From navigating busy airports to the possibility of losing luggage, air traveling is an extremely stressful experience for many people. Whether you are planning a family vacation or are a regular business traveler, you probably have a few worries about your upcoming trip.

While it is not possible to reduce all travel-related anxiety, there are a few things you can do to ease your nerves before and during flying.

Speed Through Customs and TSA Security Lines

Much of the stress from air travel comes from dealing with the TSA and going through customs. While neither can be entirely avoided, there are ways to make the process easier.

Avoid The Normal Security Line With TSA PreCheck

From having to take your shoes off to waiting in long lines, the normal security line in airports is often the first part of a stressful flying experience. While the TSA may assign you PreCheck without being a member, it makes sense for you to join and almost guarantee access to the expedited security line. Read our complete TSA PreCheck guide or see a summary below.

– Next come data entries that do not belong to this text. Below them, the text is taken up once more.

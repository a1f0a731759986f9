use chrono::{DateTime, Utc};
use sea_orm::entity::prelude::*;
use serde::{Deserialize, Serialize};

/// 得奖记录实体
/// 说明:
/// - award_id 弱引用 award.id，删除奖项不会级联删除
/// - award 冗余存储得奖当时的奖项名称
/// - emp_id 全表唯一 (一人一奖)
#[derive(Clone, Debug, PartialEq, DeriveEntityModel, Eq, Serialize, Deserialize)]
#[sea_orm(table_name = "winner")]
pub struct Model {
    #[sea_orm(primary_key)]
    pub id: i32,
    pub award_id: String,
    pub award: String,
    /// 员工工号
    pub emp_id: String,
    pub emp_cname: Option<String>,
    pub emp_ename: Option<String>,
    /// 厂别 / 部门
    pub emp_factory: Option<String>,
    pub won_at: DateTime<Utc>,
}

#[derive(Copy, Clone, Debug, EnumIter, DeriveRelation)]
pub enum Relation {}

impl ActiveModelBehavior for ActiveModel {}
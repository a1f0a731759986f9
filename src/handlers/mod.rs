pub mod admin;
pub mod award;
pub mod board;
pub mod winner;

pub use admin::admin_config;
pub use award::award_config;
pub use board::board_config;
pub use winner::winner_config;

use crate::error::AppError;
use actix_web::web;

/// 请求体解析失败统一按参数错误返回
pub fn json_config() -> web::JsonConfig {
    web::JsonConfig::default().error_handler(|err, _req| {
        AppError::ValidationError(format!("Invalid request body: {err}")).into()
    })
}

/// 查询参数解析失败 (如未知的 tab) 同样按参数错误返回
pub fn query_config() -> web::QueryConfig {
    web::QueryConfig::default().error_handler(|err, _req| {
        AppError::ValidationError(format!("Invalid query string: {err}")).into()
    })
}
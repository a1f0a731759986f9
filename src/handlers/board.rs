use crate::models::*;
use crate::services::BoardService;
use actix_web::{HttpResponse, ResponseError, Result, web};

#[utoipa::path(
    get,
    path = "/board",
    tag = "board",
    params(
        ("tab" = Option<BoardTab>, Query, description = "页签过滤: special_top / tier_2_5 / tier_6_10 / tier_11_13 / comfort / other")
    ),
    responses(
        (status = 200, description = "看板数据 (按名次排序，姓名已遮罩)", body = BoardResponse),
        (status = 503, description = "数据库未配置", body = ApiError)
    )
)]
pub async fn get_board(
    service: web::Data<BoardService>,
    query: web::Query<BoardQuery>,
) -> Result<HttpResponse> {
    match service.board(query.into_inner().tab).await {
        Ok(board) => Ok(HttpResponse::Ok().json(ApiResponse::success(board))),
        Err(e) => Ok(e.error_response()),
    }
}

#[utoipa::path(
    get,
    path = "/board/search",
    tag = "board",
    params(("q" = Option<String>, Query, description = "姓名 / 部门 / 工号关键字")),
    responses(
        (status = 200, description = "匹配的得奖者", body = [BoardSearchResult])
    )
)]
/// 搜索得奖者；空关键字返回空列表
pub async fn search_board(
    service: web::Data<BoardService>,
    query: web::Query<BoardSearchQuery>,
) -> Result<HttpResponse> {
    match service.search(query.into_inner().q).await {
        Ok(results) => Ok(HttpResponse::Ok().json(ApiResponse::list(results))),
        Err(e) => Ok(e.error_response()),
    }
}

pub fn board_config(cfg: &mut web::ServiceConfig) {
    cfg.service(
        web::scope("/board")
            .route("", web::get().to(get_board))
            .route("/search", web::get().to(search_board)),
    );
}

  • Requires Background Check, Approval, Fingerprinting and Interview
  • Costs $85 for Five Years
  • Reimbursement Included with Various Travel Credit Cards
  • Shoes, Laptops, 3-1-1 Liquids, Belts, and Light Jackets Do Not Have To Be Removed
  • Included With Global Entry
  • Valid on Domestic and International Flights from Over 200 U.S. based Airports
  • Not Valid Flying Internationally To The United States
  • Eligible to U.S. citizens, U.S. lawful permanent residents, and U.S. Nationals 
  • Stack with CLEAR for an even faster experience
  • Operated by the Transportation Security Administration (TSA)

Being a member of Global Entry (includes TSA PreCheck), I can attest to the stress relief that the expedited line offers. Having to take my shoes off, remove my bag of liquids, and place my laptop in a bin always made me anxious. I like removing as little as possible when going through security, and PreCheck takes one worry off my list before flying. I am usually through security in less than 5 minutes. This reduces my stress if I happen to arrive a little later than I wanted for my flight.

The Vacationer Tip

Use a travel-focused credit card to get reimbursed for the $85 TSA PreCheck application fee or the $100 Global Entry application fee.

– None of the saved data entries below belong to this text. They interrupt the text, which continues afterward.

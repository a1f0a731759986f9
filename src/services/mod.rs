pub mod award_service;
pub mod board_service;
pub mod draw_service;
pub mod winner_service;

pub use award_service::*;
pub use board_service::*;
pub use draw_service::*;
pub use winner_service::*;
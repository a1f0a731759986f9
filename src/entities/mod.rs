pub mod awards;
pub mod winners;

pub use awards as award_entity;
pub use winners as winner_entity;
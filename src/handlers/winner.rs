use crate::models::*;
use crate::services::WinnerService;
use actix_web::{HttpResponse, ResponseError, Result, web};

/// 批量结果：至少新增一笔返回 201，否则 400 (响应体相同)
pub(crate) fn batch_response(result: BatchCreateWinnersResponse) -> HttpResponse {
    let body = ApiResponse {
        success: result.success(),
        message: Some(result.message()),
        data: Some(result),
        count: None,
    };
    if body.success {
        HttpResponse::Created().json(body)
    } else {
        HttpResponse::BadRequest().json(body)
    }
}

#[utoipa::path(
    get,
    path = "/winners",
    tag = "winner",
    params(
        ("award_id" = Option<String>, Query, description = "按奖项过滤"),
        ("emp_id" = Option<String>, Query, description = "按工号过滤")
    ),
    responses(
        (status = 200, description = "得奖者列表 (得奖时间倒序)", body = [WinnerResponse])
    )
)]
pub async fn list_winners(
    service: web::Data<WinnerService>,
    query: web::Query<WinnerQuery>,
) -> Result<HttpResponse> {
    match service.list_winners(&query.into_inner()).await {
        Ok(list) => Ok(HttpResponse::Ok().json(ApiResponse::list(list))),
        Err(e) => Ok(e.error_response()),
    }
}

#[utoipa::path(
    post,
    path = "/winners",
    tag = "winner",
    request_body = CreateWinnerRequest,
    responses(
        (status = 201, description = "新增得奖者成功", body = WinnerResponse),
        (status = 400, description = "缺少必填字段或奖项不存在", body = ApiError),
        (status = 409, description = "该员工已得奖", body = ApiError)
    )
)]
pub async fn create_winner(
    service: web::Data<WinnerService>,
    request: web::Json<CreateWinnerRequest>,
) -> Result<HttpResponse> {
    match service.create_winner(request.into_inner()).await {
        Ok(winner) => Ok(HttpResponse::Created().json(ApiResponse::success_with_message(
            winner,
            "Winner created successfully",
        ))),
        Err(e) => Ok(e.error_response()),
    }
}

#[utoipa::path(
    get,
    path = "/winners/{id}",
    tag = "winner",
    params(("id" = i32, Path, description = "得奖记录ID")),
    responses(
        (status = 200, description = "获取得奖者成功", body = WinnerResponse),
        (status = 404, description = "记录不存在", body = ApiError)
    )
)]
pub async fn get_winner(
    service: web::Data<WinnerService>,
    path: web::Path<i32>,
) -> Result<HttpResponse> {
    match service.get_winner(path.into_inner()).await {
        Ok(winner) => Ok(HttpResponse::Ok().json(ApiResponse::success(winner))),
        Err(e) => Ok(e.error_response()),
    }
}

#[utoipa::path(
    put,
    path = "/winners/{id}",
    tag = "winner",
    params(("id" = i32, Path, description = "得奖记录ID")),
    request_body = UpdateWinnerRequest,
    responses(
        (status = 200, description = "更新成功", body = WinnerResponse),
        (status = 400, description = "没有可更新的字段或奖项不存在", body = ApiError),
        (status = 404, description = "记录不存在", body = ApiError),
        (status = 409, description = "工号与其他得奖者重复", body = ApiError)
    )
)]
pub async fn update_winner(
    service: web::Data<WinnerService>,
    path: web::Path<i32>,
    request: web::Json<UpdateWinnerRequest>,
) -> Result<HttpResponse> {
    let patch = WinnerPatch::from(request.into_inner());
    match service.update_winner(path.into_inner(), patch).await {
        Ok(winner) => Ok(HttpResponse::Ok().json(ApiResponse::success_with_message(
            winner,
            "Winner updated successfully",
        ))),
        Err(e) => Ok(e.error_response()),
    }
}

#[utoipa::path(
    delete,
    path = "/winners/{id}",
    tag = "winner",
    params(("id" = i32, Path, description = "得奖记录ID")),
    responses(
        (status = 200, description = "删除完成 (不存在时 deleted = 0)", body = DeleteResponse)
    )
)]
pub async fn delete_winner(
    service: web::Data<WinnerService>,
    path: web::Path<i32>,
) -> Result<HttpResponse> {
    match service.delete_winner(path.into_inner()).await {
        Ok(result) => Ok(HttpResponse::Ok().json(ApiResponse::success_with_message(
            result,
            "Winner deleted successfully",
        ))),
        Err(e) => Ok(e.error_response()),
    }
}

#[utoipa::path(
    post,
    path = "/winners/batch",
    tag = "winner",
    request_body = BatchCreateWinnersRequest,
    responses(
        (status = 201, description = "至少新增一笔", body = BatchCreateWinnersResponse),
        (status = 400, description = "一笔都未新增，或请求结构不合法", body = BatchCreateWinnersResponse)
    )
)]
/// 批量新增得奖者，逐笔返回 created / duplicate / invalid_award / failed
pub async fn batch_create_winners(
    service: web::Data<WinnerService>,
    request: web::Json<BatchCreateWinnersRequest>,
) -> Result<HttpResponse> {
    let entries = match request.into_inner().into_entries() {
        Ok(entries) => entries,
        Err(e) => return Ok(e.error_response()),
    };
    match service.batch_create(entries).await {
        Ok(result) => Ok(batch_response(result)),
        Err(e) => Ok(e.error_response()),
    }
}

#[utoipa::path(
    delete,
    path = "/winners/batch",
    tag = "winner",
    params(("award_id" = String, Query, description = "奖项编号")),
    responses(
        (status = 200, description = "删除该奖项全部得奖者", body = BatchDeleteWinnersResponse),
        (status = 400, description = "缺少 award_id", body = ApiError),
        (status = 404, description = "奖项不存在", body = ApiError)
    )
)]
pub async fn batch_delete_winners(
    service: web::Data<WinnerService>,
    query: web::Query<BatchDeleteQuery>,
) -> Result<HttpResponse> {
    match service.batch_delete_by_award(query.into_inner().award_id).await {
        Ok(result) => {
            let message = if result.deleted == 0 {
                format!("No winners found for award {}", result.award_id)
            } else {
                format!(
                    "Successfully deleted {} winner(s) for award {}",
                    result.deleted, result.award_id
                )
            };
            Ok(HttpResponse::Ok().json(ApiResponse::success_with_message(result, message)))
        }
        Err(e) => Ok(e.error_response()),
    }
}

/// 路由配置 (batch 必须先于 {id} 注册)
pub fn winner_config(cfg: &mut web::ServiceConfig) {
    cfg.service(
        web::scope("/winners")
            .route("", web::get().to(list_winners))
            .route("", web::post().to(create_winner))
            .route("/batch", web::post().to(batch_create_winners))
            .route("/batch", web::delete().to(batch_delete_winners))
            .route("/{id}", web::get().to(get_winner))
            .route("/{id}", web::put().to(update_winner))
            .route("/{id}", web::delete().to(delete_winner)),
    );
}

Use Global Entry to Expedite Customs Screenings When Entering the United States

If you have ever traveled internationally, you may know the anxiety that going through customs causes when returning to the United States. Long lines in a dreary and cold hallway are common, and it can be a confusing process for both first-timers and seasoned travelers. Signing up for Global Entry, run by the U.S. Customs and Border Protection (CBP), allows you to greatly expedite the process while also reducing the stress that comes with it.

  • Requires Background Check, Approval, Fingerprinting and Interview
  • $100 for Five Years
  • Reimbursement Included with Various Travel Credit Cards
  • Includes TSA PreCheck (use your PASSID or Known Traveler Number for Domestic Flights)
  • Skip The Regular Line and Use Your Passport or United States Permanent Resident Card at the Global Entry Kiosks (available at more than 75 airports)
  • Do Not Have to Fill Out a Paper Declaration Form (do it on the kiosk)
  • Use Your Global Entry Card for Land and Sea Port Entry
  • U.S. citizens, U.S. lawful permanent residents, and select foreign nationals eligible as well as individuals with passports from select foreign countries

If you plan on doing any international traveling, it makes sense to opt for Global Entry instead of TSA PreCheck. While the interview may be harder to schedule, the extra $15 for Global Entry to enjoy the benefits of both programs is worth it.

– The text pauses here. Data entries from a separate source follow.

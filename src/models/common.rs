use serde::{Deserialize, Serialize};
use utoipa::ToSchema;

#[derive(Debug, Serialize, Deserialize, ToSchema)]
pub struct ApiResponse<T> {
    pub success: bool,
    #[serde(skip_serializing_if = "Option::is_none")]
    pub data: Option<T>,
    #[serde(skip_serializing_if = "Option::is_none")]
    pub message: Option<String>,
    /// 列表接口附带的条数
    #[serde(skip_serializing_if = "Option::is_none")]
    pub count: Option<usize>,
}

/// 错误响应体 (由 `AppError` 生成)
#[derive(Debug, Serialize, Deserialize, ToSchema)]
pub struct ApiError {
    pub success: bool,
    pub error: String,
    pub code: String,
}

/// 按 id 删除的结果；目标不存在时 deleted = 0，仍视为成功
#[derive(Debug, Clone, Serialize, Deserialize, ToSchema)]
pub struct DeleteResponse {
    pub deleted: u64,
}

impl<T> ApiResponse<T> {
    pub fn success(data: T) -> Self {
        Self {
            success: true,
            data: Some(data),
            message: None,
            count: None,
        }
    }

    pub fn success_with_message(data: T, message: impl Into<String>) -> Self {
        Self {
            success: true,
            data: Some(data),
            message: Some(message.into()),
            count: None,
        }
    }
}

impl<T> ApiResponse<Vec<T>> {
    pub fn list(data: Vec<T>) -> Self {
        let count = data.len();
        Self {
            success: true,
            data: Some(data),
            message: None,
            count: Some(count),
        }
    }
}

/// 去掉首尾空白后为空视为未提供
pub fn non_empty(value: Option<String>) -> Option<String> {
    value.filter(|v| !v.trim().is_empty())
}
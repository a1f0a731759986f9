use actix_web::{App, HttpServer, middleware::Logger, web};
use chrono::Local; // timestamp in log lines
use env_logger::{Env, Target};
use std::io::Write; // for env_logger custom formatter

use lottery_board::{
    config::Config,
    database::connect_store,
    handlers,
    middlewares::create_cors,
    services::*,
    swagger::swagger_config,
};

#[actix_web::main]
async fn main() -> std::io::Result<()> {
    env_logger::Builder::from_env(Env::default().default_filter_or("info"))
        .format(|buf, record| {
            let ts = Local::now().format("%Y-%m-%dT%H:%M:%S%.3f%:z");
            let level = record.level().as_str().to_ascii_lowercase();
            let msg_json = serde_json::to_string(&format!("{}", record.args()))
                .unwrap_or_else(|_| "\"<invalid utf8>\"".to_string());
            writeln!(
                buf,
                "{{\"timestamp\":\"{}\",\"level\":\"{}\",\"message\":{},\"target\":\"{}\"}}",
                ts,
                level,
                msg_json,
                record.target(),
            )
        })
        .target(Target::Stdout)
        .init();

    // 加载配置
    let config = Config::from_toml().expect("Failed to load configuration file");

    // 数据库不可用时不退出，接口统一返回 503
    let store = connect_store(&config.database).await;

    let award_service = AwardService::new(store.clone());
    let winner_service = WinnerService::new(store.clone());
    let board_service = BoardService::new(store.clone(), config.lottery.title.clone());
    let draw_service = DrawService::new(store.clone(), winner_service.clone());

    log::info!(
        "Starting HTTP server at {}:{}",
        config.server.host,
        config.server.port
    );

    HttpServer::new(move || {
        App::new()
            .wrap(Logger::default())
            .wrap(create_cors())
            .app_data(handlers::json_config())
            .app_data(handlers::query_config())
            .app_data(web::Data::new(award_service.clone()))
            .app_data(web::Data::new(winner_service.clone()))
            .app_data(web::Data::new(board_service.clone()))
            .app_data(web::Data::new(draw_service.clone()))
            .configure(swagger_config)
            .service(
                web::scope("/api/v1")
                    .configure(handlers::award_config)
                    .configure(handlers::winner_config)
                    .configure(handlers::board_config)
                    .configure(handlers::admin_config),
            )
    })
    .bind((config.server.host.as_str(), config.server.port))?
    .run()
    .await
}
/// 给定工号中已有得奖记录的部分 (一次查询)
pub(crate) async fn existing_emp_ids(
    db: &DbPool,
    emp_ids: Vec<String>,
) -> Result<HashSet<String>, DbErr> {
    if emp_ids.is_empty() {
        return Ok(HashSet::new());
    }
    let found = winners::Entity::find()
        .select_only()
        .column(winners::Column::EmpId)
        .filter(winners::Column::EmpId.is_in(emp_ids))
        .into_tuple::<String>()
        .all(db)
        .await?;
    Ok(found.into_iter().collect())
}

async fn insert_winner(db: &DbPool, winner: NewWinner) -> Result<winners::Model, DbErr> {
    winners::ActiveModel {
        award_id: Set(winner.award_id),
        award: Set(winner.award),
        emp_id: Set(winner.emp_id),
        emp_cname: Set(winner.emp_cname),
        emp_ename: Set(winner.emp_ename),
        emp_factory: Set(winner.emp_factory),
        won_at: Set(Utc::now()),
        ..Default::default()
    }
    .insert(db)
    .await
}

#[cfg(test)]
mod tests {
    use super::*;
    use crate::database::testing::memory_store;
    use crate::models::{BatchOutcome, CreateAwardRequest};
    use crate::services::AwardService;
    use sea_orm::ConnectionTrait;

    fn req(award_id: &str, award: &str, emp_id: &str) -> CreateWinnerRequest {
        CreateWinnerRequest {
            award_id: Some(award_id.into()),
            award: Some(award.into()),
            emp_id: Some(emp_id.into()),
            ..Default::default()
        }
    }

    async fn setup(award_ids: &[&str]) -> WinnerService {
        let store = memory_store().await;
        let award_service = AwardService::new(store.clone());
        for id in award_ids {
            award_service
                .create_award(CreateAwardRequest {
                    id: Some(id.to_string()),
                    award: Some(format!("Prize {id}")),
                    num: Some(3),
                })
                .await
                .unwrap();
        }
        WinnerService::new(store)
    }

    async fn ledger_size(service: &WinnerService) -> usize {
        service
            .list_winners(&WinnerQuery::default())
            .await
            .unwrap()
            .len()
    }

    #[tokio::test]
    async fn test_create_winner() {
        let service = setup(&["01"]).await;
        let created = service
            .create_winner(CreateWinnerRequest {
                emp_cname: Some("陳大明".into()),
                emp_factory: Some(String::new()),
                ..req("01", "Grand", "E1")
            })
            .await
            .unwrap();

        assert_eq!(created.emp_id, "E1");
        assert_eq!(created.emp_cname.as_deref(), Some("陳大明"));
        assert_eq!(created.emp_factory, None);
        assert_eq!(service.get_winner(created.id).await.unwrap().award_id, "01");
    }

    #[tokio::test]
    async fn test_create_winner_missing_fields() {
        let service = setup(&["01"]).await;
        let err = service
            .create_winner(req("01", "", "E1"))
            .await
            .unwrap_err();
        assert!(matches!(err, AppError::ValidationError(_)));
    }

    #[tokio::test]
    async fn test_create_winner_unknown_award_is_validation_error() {
        let service = setup(&["01"]).await;
        let err = service
            .create_winner(req("ZZ", "X", "E1"))
            .await
            .unwrap_err();
        assert!(matches!(err, AppError::ValidationError(ref m) if m == AWARD_MISSING));
        assert_eq!(ledger_size(&service).await, 0);
    }

    #[tokio::test]
    async fn test_employee_cannot_win_twice() {
        let service = setup(&["01", "02"]).await;
        service.create_winner(req("01", "Grand", "E1")).await.unwrap();

        let err = service
            .create_winner(req("02", "Second", "E1"))
            .await
            .unwrap_err();
        assert!(matches!(err, AppError::Conflict(_)));
        assert_eq!(ledger_size(&service).await, 1);
    }

    #[tokio::test]
    async fn test_list_filters_and_orders() {
        let service = setup(&["01", "02"]).await;
        service.create_winner(req("01", "Grand", "E1")).await.unwrap();
        service.create_winner(req("02", "Second", "E2")).await.unwrap();
        service.create_winner(req("02", "Second", "E3")).await.unwrap();

        let all = service.list_winners(&WinnerQuery::default()).await.unwrap();
        let emp_ids: Vec<&str> = all.iter().map(|w| w.emp_id.as_str()).collect();
        assert_eq!(emp_ids, vec!["E3", "E2", "E1"]);

        let second = service
            .list_winners(&WinnerQuery {
                award_id: Some("02".into()),
                emp_id: None,
            })
            .await
            .unwrap();
        assert_eq!(second.len(), 2);

        let one = service
            .list_winners(&WinnerQuery {
                award_id: Some("02".into()),
                emp_id: Some("E2".into()),
            })
            .await
            .unwrap();
        assert_eq!(one.len(), 1);
        assert_eq!(one[0].emp_id, "E2");
    }

    #[tokio::test]
    async fn test_batch_catches_duplicates_within_batch() {
        let service = setup(&["01"]).await;
        let resp = service
            .batch_create(Some(vec![
                req("01", "Grand", "E1"),
                req("01", "Grand", "E1"),
            ]))
            .await
            .unwrap();

        assert_eq!(resp.created, 1);
        assert_eq!(resp.failed, 1);
        assert!(resp.success());
        assert_eq!(resp.outcome, BatchOutcome::Partial);
        assert_eq!(resp.results[0].emp_id, "E1");
        assert_eq!(resp.results[0].status, BatchItemStatus::Created);
        assert_eq!(resp.results[1].emp_id, "E1");
        assert_eq!(resp.results[1].status, BatchItemStatus::Duplicate);
        assert_eq!(ledger_size(&service).await, 1);
    }

    #[tokio::test]
    async fn test_batch_invalid_award() {
        let service = setup(&["01"]).await;
        let resp = service
            .batch_create(Some(vec![req("ZZ", "X", "E2")]))
            .await
            .unwrap();

        assert_eq!(resp.created, 0);
        assert_eq!(resp.failed, 1);
        assert!(!resp.success());
        assert_eq!(resp.outcome, BatchOutcome::Failed);
        assert_eq!(resp.results[0].emp_id, "E2");
        assert_eq!(resp.results[0].status, BatchItemStatus::InvalidAward);
    }

    #[tokio::test]
    async fn test_batch_preserves_order_and_skips_existing_winners() {
        let service = setup(&["01", "02"]).await;
        service.create_winner(req("01", "Grand", "E9")).await.unwrap();

        let resp = service
            .batch_create(Some(vec![
                req("02", "Second", "E1"),
                req("02", "Second", "E9"),
                req("ZZ", "Nope", "E2"),
                req("02", "Second", "E3"),
            ]))
            .await
            .unwrap();

        let statuses: Vec<(String, BatchItemStatus)> = resp
            .results
            .iter()
            .map(|r| (r.emp_id.clone(), r.status))
            .collect();
        assert_eq!(
            statuses,
            vec![
                ("E1".to_string(), BatchItemStatus::Created),
                ("E9".to_string(), BatchItemStatus::Duplicate),
                ("E2".to_string(), BatchItemStatus::InvalidAward),
                ("E3".to_string(), BatchItemStatus::Created),
            ]
        );
        assert_eq!(resp.total, 4);
        assert_eq!(resp.created, 2);
        assert_eq!(ledger_size(&service).await, 3);
    }

    #[tokio::test]
    async fn test_batch_all_duplicates_is_nothing_new() {
        let service = setup(&["01"]).await;
        service.create_winner(req("01", "Grand", "E1")).await.unwrap();

        let resp = service
            .batch_create(Some(vec![req("01", "Grand", "E1")]))
            .await
            .unwrap();
        assert!(!resp.success());
        assert_eq!(resp.outcome, BatchOutcome::NothingNew);
    }

    #[tokio::test]
    async fn test_batch_rejects_empty_and_malformed() {
        let service = setup(&["01"]).await;

        let err = service.batch_create(Some(vec![])).await.unwrap_err();
        assert!(matches!(err, AppError::ValidationError(_)));
        let err = service.batch_create(None).await.unwrap_err();
        assert!(matches!(err, AppError::ValidationError(_)));

        let err = service
            .batch_create(Some(vec![
                req("01", "Grand", "E1"),
                req("01", "Grand", ""),
            ]))
            .await
            .unwrap_err();
        match err {
            AppError::InvalidBatchEntry { index, entry } => {
                assert_eq!(index, 1);
                assert_eq!(entry["award_id"], "01");
            }
            other => panic!("unexpected error: {other:?}"),
        }
        assert_eq!(ledger_size(&service).await, 0);
    }

    #[tokio::test]
    async fn test_batch_delete_by_award() {
        let service = setup(&["01", "02"]).await;
        service
            .batch_create(Some(vec![
                req("01", "Grand", "E1"),
                req("01", "Grand", "E2"),
                req("01", "Grand", "E3"),
                req("02", "Second", "E4"),
            ]))
            .await
            .unwrap();

        let resp = service
            .batch_delete_by_award(Some("01".into()))
            .await
            .unwrap();
        assert_eq!(resp.deleted, 3);
        assert_eq!(resp.award_id, "01");
        let emp_ids: Vec<&str> = resp.winners.iter().map(|w| w.emp_id.as_str()).collect();
        assert_eq!(emp_ids, vec!["E1", "E2", "E3"]);
        assert_eq!(ledger_size(&service).await, 1);

        let resp = service
            .batch_delete_by_award(Some("01".into()))
            .await
            .unwrap();
        assert_eq!(resp.deleted, 0);
        assert!(resp.winners.is_empty());
    }

    #[tokio::test]
    async fn test_batch_delete_unknown_award() {
        let service = setup(&["01"]).await;
        service.create_winner(req("01", "Grand", "E1")).await.unwrap();

        let err = service
            .batch_delete_by_award(Some("ZZ".into()))
            .await
            .unwrap_err();
        assert!(matches!(err, AppError::NotFound(_)));

        let err = service.batch_delete_by_award(None).await.unwrap_err();
        assert!(matches!(err, AppError::ValidationError(_)));
        assert_eq!(ledger_size(&service).await, 1);
    }

    #[tokio::test]
    async fn test_update_winner() {
        let service = setup(&["01", "02"]).await;
        let created = service
            .create_winner(CreateWinnerRequest {
                emp_cname: Some("王小明".into()),
                ..req("01", "Grand", "E1")
            })
            .await
            .unwrap();

        let updated = service
            .update_winner(
                created.id,
                WinnerPatch {
                    award_id: Some("02".into()),
                    award: Some("Second".into()),
                    emp_cname: Some(None),
                    ..Default::default()
                },
            )
            .await
            .unwrap();
        assert_eq!(updated.award_id, "02");
        assert_eq!(updated.award, "Second");
        assert_eq!(updated.emp_cname, None);
        assert_eq!(updated.emp_id, "E1");
    }

    #[tokio::test]
    async fn test_update_winner_errors() {
        let service = setup(&["01"]).await;
        let first = service.create_winner(req("01", "Grand", "E1")).await.unwrap();
        service.create_winner(req("01", "Grand", "E2")).await.unwrap();

        let err = service
            .update_winner(first.id, WinnerPatch::default())
            .await
            .unwrap_err();
        assert!(matches!(err, AppError::ValidationError(_)));

        let err = service
            .update_winner(
                first.id,
                WinnerPatch {
                    award_id: Some("ZZ".into()),
                    ..Default::default()
                },
            )
            .await
            .unwrap_err();
        assert!(matches!(err, AppError::ValidationError(_)));

        let err = service
            .update_winner(
                9999,
                WinnerPatch {
                    award: Some("x".into()),
                    ..Default::default()
                },
            )
            .await
            .unwrap_err();
        assert!(matches!(err, AppError::NotFound(_)));

        // 唯一索引兜底
        let err = service
            .update_winner(
                first.id,
                WinnerPatch {
                    emp_id: Some("E2".into()),
                    ..Default::default()
                },
            )
            .await
            .unwrap_err();
        assert!(matches!(err, AppError::Conflict(_)));
    }

    #[tokio::test]
    async fn test_delete_and_reset() {
        let service = setup(&["01"]).await;
        let first = service.create_winner(req("01", "Grand", "E1")).await.unwrap();
        service.create_winner(req("01", "Grand", "E2")).await.unwrap();

        assert_eq!(service.delete_winner(first.id).await.unwrap().deleted, 1);
        assert_eq!(service.delete_winner(first.id).await.unwrap().deleted, 0);
        assert_eq!(service.reset_winners().await.unwrap().deleted, 1);
        assert_eq!(ledger_size(&service).await, 0);
    }

    #[tokio::test]
    async fn test_batch_store_rejection_is_per_item() {
        let service = setup(&["01"]).await;
        service
            .store
            .conn()
            .unwrap()
            .execute_unprepared(
                "CREATE TRIGGER reject_bad_emp BEFORE INSERT ON winner \
                 WHEN NEW.emp_id = 'BAD' \
                 BEGIN SELECT RAISE(ABORT, 'emp rejected by store'); END;",
            )
            .await
            .unwrap();

        let resp = service
            .batch_create(Some(vec![
                req("01", "Grand", "E1"),
                req("01", "Grand", "BAD"),
                req("01", "Grand", "E2"),
            ]))
            .await
            .unwrap();
        let statuses: Vec<BatchItemStatus> = resp.results.iter().map(|r| r.status).collect();
        assert_eq!(
            statuses,
            vec![
                BatchItemStatus::Created,
                BatchItemStatus::Failed,
                BatchItemStatus::Created
            ]
        );
        assert!(
            resp.results[1]
                .error
                .as_deref()
                .is_some_and(|e| e.contains("emp rejected by store"))
        );
        assert_eq!(resp.outcome, BatchOutcome::Partial);
        assert_eq!(ledger_size(&service).await, 2);

        let resp = service
            .batch_create(Some(vec![req("01", "Grand", "BAD")]))
            .await
            .unwrap();
        assert_eq!(resp.created, 0);
        assert_eq!(resp.results[0].status, BatchItemStatus::Failed);
        assert_eq!(resp.outcome, BatchOutcome::Failed);
    }
}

Use CLEAR to Skip to the Front of the Security Line

There are two steps when going through airport security. The first is identity verification. This is the sometimes very long line you wait in to show the TSA agent your ID and boarding pass. The second step is the actual physical screening process. This is the part where you put your luggage on the belt and go through a body scanner. If you have PreCheck, you go through a metal detector and do not have to remove as much.

CLEAR helps to expedite the first step. Instead of showing your ID and boarding pass to the TSA agent, you simply use a CLEAR pod to verify your identity using biometrics (fingerprints and eye scan). After your identity is verified, a CLEAR employee takes you directly to the security screening area. If you have PreCheck, you will be taken to that screening area.

At $15/monthly or $179/annually, CLEAR is not cheap, but the stress relief may be worth it. The good news is there are plenty of ways to save on the membership. See our complete CLEAR guide for details.

Use Mobile Passport as an Alternative to Global Entry

The mobile passport app allows you to expedite your way through customs using your smartphone. The freemium app lets you electronically submit your passport information and declarations upon arrival to the United States. Unlike Global Entry, it is free to use, but some time-saving features cost extra. See our Mobile Passport app guide for more details.

The Vacationer Tip

Even if you are already a Global Entry member, you should download the Mobile Passport app. You can choose which to use after landing based on which has a shorter line.

Be More Comfortable on the Airplane

Your seat location and boarding time can make a big difference on your overall flight experience. Board late and you may not get space in the overhead bin. Get stuck in a middle seat and and you may be uncomfortable for many hours on a long plane ride. Here are a few tips to reduce stress while on the plane.

Reduce Air Travel Stress Upgraded Seat

Photo: Ryan McGuire via Pixabay

Opt For Priority Boarding

If you have flown recently, you may have noticed people lined up at the gate well before the scheduled boarding time. While some people just want to get seated early, limited overhead bin space is the reason for the lines. Checked bag fees are higher than ever, and more travelers are opting to carry on their luggage. 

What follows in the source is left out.